Objective: The prognosis of whether patients will have metastasis and recurrence can support accurate treatment for patients in advance and help reduce patient loss. It is also important for guiding treatment after surgery to be able to quickly and accurately predict the risk of metastasis and recurrence of a cervical cancer patient.
Methods: To address this problem, we propose a hybrid method. Transfer learning is used to extract features, and it is combined with traditional machine learning in order to analyze and determine whether patients have the risks of metastasis and recurrence. First, the proposed model retrieved relevant patches using a color-based method from H&E pathological images, which were then subjected to image preprocessing steps such as image normalization and color homogenization. Based on the labeled patched images, the Xception model with good classification performance was selected, and deep features of patched pathological images were automatically extracted with transfer learning. After that, the extracted features were combined to train a random forest model to predict the label of a new patched image. Finally, a majority voting method was developed to predict the metastasis and recurrence risk of a patient based on the predictions of patched images from the whole-slide H&E image.

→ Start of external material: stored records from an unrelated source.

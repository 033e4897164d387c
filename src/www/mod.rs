//! Static-asset and API request handling on top of [`crate::fs`] and [`crate::http`].

pub mod resolver;
pub mod router;

pub use resolver::{AssetResolver, FsAssetResolver, asset_path};
pub use router::{
    ApiHandler, ApiRequest, Classification, Outcome, RequestClass, RequestRecord, ResponseStatus, RouteTable,
    Served, WwwServer, WwwServerBuilder,
};
use std::collections::HashMap;
use std::fmt;
use std::path::PathBuf;

use bytes::Bytes;
use serde::Serialize;

use crate::fs::stream::ByteStream;
use crate::http::mime;

/// HTTP status code.
///
/// Common codes have named variants; anything else in `100..=999` is carried
/// as [`StatusCode::Other`]. Equality and hashing go by the numeric code, so
/// `Other(404)` equals `NotFound`.
#[derive(Debug, Clone, Copy)]
pub enum StatusCode {
    /// 200 OK
    Ok,
    /// 201 Created
    Created,
    /// 202 Accepted
    Accepted,
    /// 204 No Content
    NoContent,
    /// 400 Bad Request
    BadRequest,
    /// 401 Unauthorized
    Unauthorized,
    /// 403 Forbidden
    Forbidden,
    /// 404 Not Found
    NotFound,
    /// 405 Method Not Allowed
    MethodNotAllowed,
    /// 409 Conflict
    Conflict,
    /// 422 Unprocessable Entity
    UnprocessableEntity,
    /// 500 Internal Server Error
    InternalServerError,
    /// 503 Service Unavailable
    ServiceUnavailable,
    /// Any other three-digit code
    Other(u16),
}

const NAMED: [StatusCode; 13] = [
    StatusCode::Ok,
    StatusCode::Created,
    StatusCode::Accepted,
    StatusCode::NoContent,
    StatusCode::BadRequest,
    StatusCode::Unauthorized,
    StatusCode::Forbidden,
    StatusCode::NotFound,
    StatusCode::MethodNotAllowed,
    StatusCode::Conflict,
    StatusCode::UnprocessableEntity,
    StatusCode::InternalServerError,
    StatusCode::ServiceUnavailable,
];

impl StatusCode {
    /// Returns the numeric HTTP status code.
    ///
    /// # Example
    ///
    /// ```
    /// # use pathguard::http::response::StatusCode;
    /// assert_eq!(StatusCode::Ok.as_u16(), 200);
    /// assert_eq!(StatusCode::NotFound.as_u16(), 404);
    /// ```
    pub fn as_u16(&self) -> u16 {
        match self {
            StatusCode::Ok => 200,
            StatusCode::Created => 201,
            StatusCode::Accepted => 202,
            StatusCode::NoContent => 204,
            StatusCode::BadRequest => 400,
            StatusCode::Unauthorized => 401,
            StatusCode::Forbidden => 403,
            StatusCode::NotFound => 404,
            StatusCode::MethodNotAllowed => 405,
            StatusCode::Conflict => 409,
            StatusCode::UnprocessableEntity => 422,
            StatusCode::InternalServerError => 500,
            StatusCode::ServiceUnavailable => 503,
            StatusCode::Other(code) => *code,
        }
    }

    /// Any three-digit code; named variants are preferred when one exists.
    pub fn from_u16(code: u16) -> Option<Self> {
        if !(100..=999).contains(&code) {
            return None;
        }
        let named = NAMED.iter().find(|status| status.as_u16() == code);
        Some(named.copied().unwrap_or(StatusCode::Other(code)))
    }

    /// Returns the standard HTTP reason phrase, if the code has one.
    ///
    /// # Example
    ///
    /// ```
    /// # use pathguard::http::response::StatusCode;
    /// assert_eq!(StatusCode::Ok.reason_phrase(), Some("OK"));
    /// assert_eq!(StatusCode::Other(302).reason_phrase(), Some("Found"));
    /// assert_eq!(StatusCode::Other(299).reason_phrase(), None);
    /// ```
    pub fn reason_phrase(&self) -> Option<&'static str> {
        let phrase = match self.as_u16() {
            100 => "Continue",
            101 => "Switching Protocols",
            200 => "OK",
            201 => "Created",
            202 => "Accepted",
            204 => "No Content",
            206 => "Partial Content",
            301 => "Moved Permanently",
            302 => "Found",
            303 => "See Other",
            304 => "Not Modified",
            307 => "Temporary Redirect",
            308 => "Permanent Redirect",
            400 => "Bad Request",
            401 => "Unauthorized",
            403 => "Forbidden",
            404 => "Not Found",
            405 => "Method Not Allowed",
            406 => "Not Acceptable",
            408 => "Request Timeout",
            409 => "Conflict",
            410 => "Gone",
            413 => "Payload Too Large",
            415 => "Unsupported Media Type",
            418 => "I'm a teapot",
            422 => "Unprocessable Entity",
            429 => "Too Many Requests",
            500 => "Internal Server Error",
            501 => "Not Implemented",
            502 => "Bad Gateway",
            503 => "Service Unavailable",
            504 => "Gateway Timeout",
            _ => return None,
        };
        Some(phrase)
    }
}

impl PartialEq for StatusCode {
    fn eq(&self, other: &Self) -> bool {
        self.as_u16() == other.as_u16()
    }
}

impl Eq for StatusCode {}

impl std::hash::Hash for StatusCode {
    fn hash<H: std::hash::Hasher>(&self, state: &mut H) {
        self.as_u16().hash(state);
    }
}

impl fmt::Display for StatusCode {
    fn fmt(&self, f: &mut fmt::Formatter<'_>) -> fmt::Result {
        match self.reason_phrase() {
            Some(phrase) => write!(f, "{} {}", self.as_u16(), phrase),
            None => write!(f, "{}", self.as_u16()),
        }
    }
}

/// Where a response body comes from.
pub enum Body {
    /// No body
    Empty,
    /// Literal payload, written in one piece
    Bytes(Bytes),
    /// File on disk, streamed when the status is 200
    File(PathBuf),
    /// Generator of chunks with no known total length
    Stream(ByteStream),
}

impl fmt::Debug for Body {
    fn fmt(&self, f: &mut fmt::Formatter<'_>) -> fmt::Result {
        match self {
            Body::Empty => f.write_str("Empty"),
            Body::Bytes(bytes) => f.debug_tuple("Bytes").field(&bytes.len()).finish(),
            Body::File(path) => f.debug_tuple("File").field(path).finish(),
            Body::Stream(_) => f.write_str("Stream(..)"),
        }
    }
}

/// Resolved outcome for one request, independent of how it is transmitted.
#[derive(Debug)]
pub struct ResponseDescriptor {
    /// The HTTP status code
    pub status: StatusCode,
    /// `Content-Type` header, omitted when `None`
    pub content_type: Option<String>,
    /// Body source
    pub body: Body,
    /// Extra headers, e.g. `Access-Control-Allow-Origin`
    pub headers: HashMap<String, String>,
}

/// Builder for constructing response descriptors in a fluent style.
///
/// # Example
///
/// ```ignore
/// let response = ResponseBuilder::new(StatusCode::Ok)
///     .content_type("application/json")
///     .body(b"{}".to_vec())
///     .build();
/// ```
pub struct ResponseBuilder {
    status: StatusCode,
    content_type: Option<String>,
    headers: HashMap<String, String>,
    body: Body,
}

impl ResponseBuilder {
    /// Creates a new response builder with the specified status code.
    pub fn new(status: StatusCode) -> Self {
        Self {
            status,
            content_type: None,
            headers: HashMap::new(),
            body: Body::Empty,
        }
    }

    pub fn content_type(mut self, content_type: impl Into<String>) -> Self {
        self.content_type = Some(content_type.into());
        self
    }

    /// Adds or replaces an extra header.
    pub fn header(mut self, key: impl Into<String>, value: impl Into<String>) -> Self {
        self.headers.insert(key.into(), value.into());
        self
    }

    /// Sets a literal body.
    pub fn body(mut self, body: impl Into<Bytes>) -> Self {
        self.body = Body::Bytes(body.into());
        self
    }

    /// Sets a generated body of unknown length.
    pub fn stream(mut self, stream: ByteStream) -> Self {
        self.body = Body::Stream(stream);
        self
    }

    pub fn file(mut self, path: impl Into<PathBuf>) -> Self {
        self.body = Body::File(path.into());
        self
    }

    pub fn build(self) -> ResponseDescriptor {
        ResponseDescriptor {
            status: self.status,
            content_type: self.content_type,
            body: self.body,
            headers: self.headers,
        }
    }
}

impl ResponseDescriptor {
    /// A 200 response streaming `path` from disk.
    pub fn asset(path: impl Into<PathBuf>, content_type: Option<&str>) -> Self {
        let mut builder = ResponseBuilder::new(StatusCode::Ok).file(path);
        if let Some(content_type) = content_type {
            builder = builder.content_type(content_type);
        }
        builder.build()
    }

    /// Creates a simple 200 OK plain-text response with the given body.
    pub fn ok(body: impl Into<Bytes>) -> Self {
        ResponseBuilder::new(StatusCode::Ok)
            .content_type(mime::TEXT_PLAIN)
            .body(body)
            .build()
    }

    /// Serializes `value` as a JSON body.
    pub fn json<T: Serialize + ?Sized>(status: StatusCode, value: &T) -> serde_json::Result<Self> {
        let body = serde_json::to_vec(value)?;
        Ok(ResponseBuilder::new(status)
            .content_type(mime::APPLICATION_JSON)
            .body(body)
            .build())
    }

    /// Creates the 404 Not Found response for missing assets.
    pub fn not_found() -> Self {
        ResponseBuilder::new(StatusCode::NotFound)
            .content_type(mime::TEXT_PLAIN)
            .body(&b"404 not found"[..])
            .build()
    }

    /// Creates a 500 Internal Server Error response.
    pub fn internal_error() -> Self {
        ResponseBuilder::new(StatusCode::InternalServerError)
            .content_type(mime::TEXT_PLAIN)
            .body(&b"500 Internal Server Error"[..])
            .build()
    }
}
use std::sync::Arc;

use pathguard::config::{Config, LogFormat, LoggingConfig};
use pathguard::fs::{FileAccess, ReactiveFs};
use pathguard::http::response::{ResponseDescriptor, StatusCode};
use pathguard::server;
use pathguard::www::{ApiRequest, RouteTable, WwwServer};
use tracing_subscriber::EnvFilter;

fn init_logging(cfg: &LoggingConfig) {
    let filter = EnvFilter::try_from_default_env().unwrap_or_else(|_| EnvFilter::new(&cfg.level));
    let builder = tracing_subscriber::fmt()
        .with_env_filter(filter)
        .with_target(false)
        .with_level(true);

    match cfg.format {
        LogFormat::Json => builder.json().init(),
        LogFormat::Pretty => builder.init(),
    }
}

fn routes(fs: &ReactiveFs, root: std::path::PathBuf) -> RouteTable {
    let fs = fs.clone();

    RouteTable::new()
        .route("/api/files", move |_req: ApiRequest| {
            let listing = fs.list_directory(root.clone());
            async move {
                let names = listing.await?;
                Ok::<_, anyhow::Error>(ResponseDescriptor::json(StatusCode::Ok, &names)?)
            }
        })
        .route("/api/echo", |req: ApiRequest| async move {
            Ok::<_, anyhow::Error>(ResponseDescriptor::json(StatusCode::Ok, &req.body)?)
        })
}

#[tokio::main]
async fn main() -> anyhow::Result<()> {
    let cfg = Config::load()?;
    init_logging(&cfg.logging);

    let fs = ReactiveFs::new(FileAccess::new(cfg.lock_manager()));
    let mut builder = WwwServer::builder(fs.clone())
        .root(cfg.www.root.clone())
        .index(cfg.www.index.clone())
        .routes(routes(&fs, cfg.www.root.clone()));
    for (key, value) in &cfg.www.headers {
        builder = builder.default_header(key, value);
    }
    let server = Arc::new(builder.build());

    tracing::info!(root = %cfg.www.root.display(), routes = server.routes().len(), "www server ready");

    tokio::select! {
        res = server::listener::run(&cfg.server.listen_addr, server) => {
            res?;
        }

        _ = tokio::signal::ctrl_c() => {
            tracing::info!("Shutdown signal received");
        }
    }

    Ok(())
}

Results: In our experiment, the proposed model yielded an area under the receiver operating characteristic curve of 0.82 for the whole-slide image. The experimental results showed that the high-level features extracted by the deep convolutional neural network from the whole-slide image can be used to predict the risk of recurrence and metastasis after surgical resection and help identify patients who might receive additional benefit from adjuvant therapy.
Conclusion: This paper explored the feasibility of predicting the risk of metastasis and recurrence from cervical cancer whole slide H&E images through deep learning and random forest methods.
Keywords: Cervical cancer, recurrence and metastasis, H&E pathological images, convolutional neural network, random forest, transfer learning.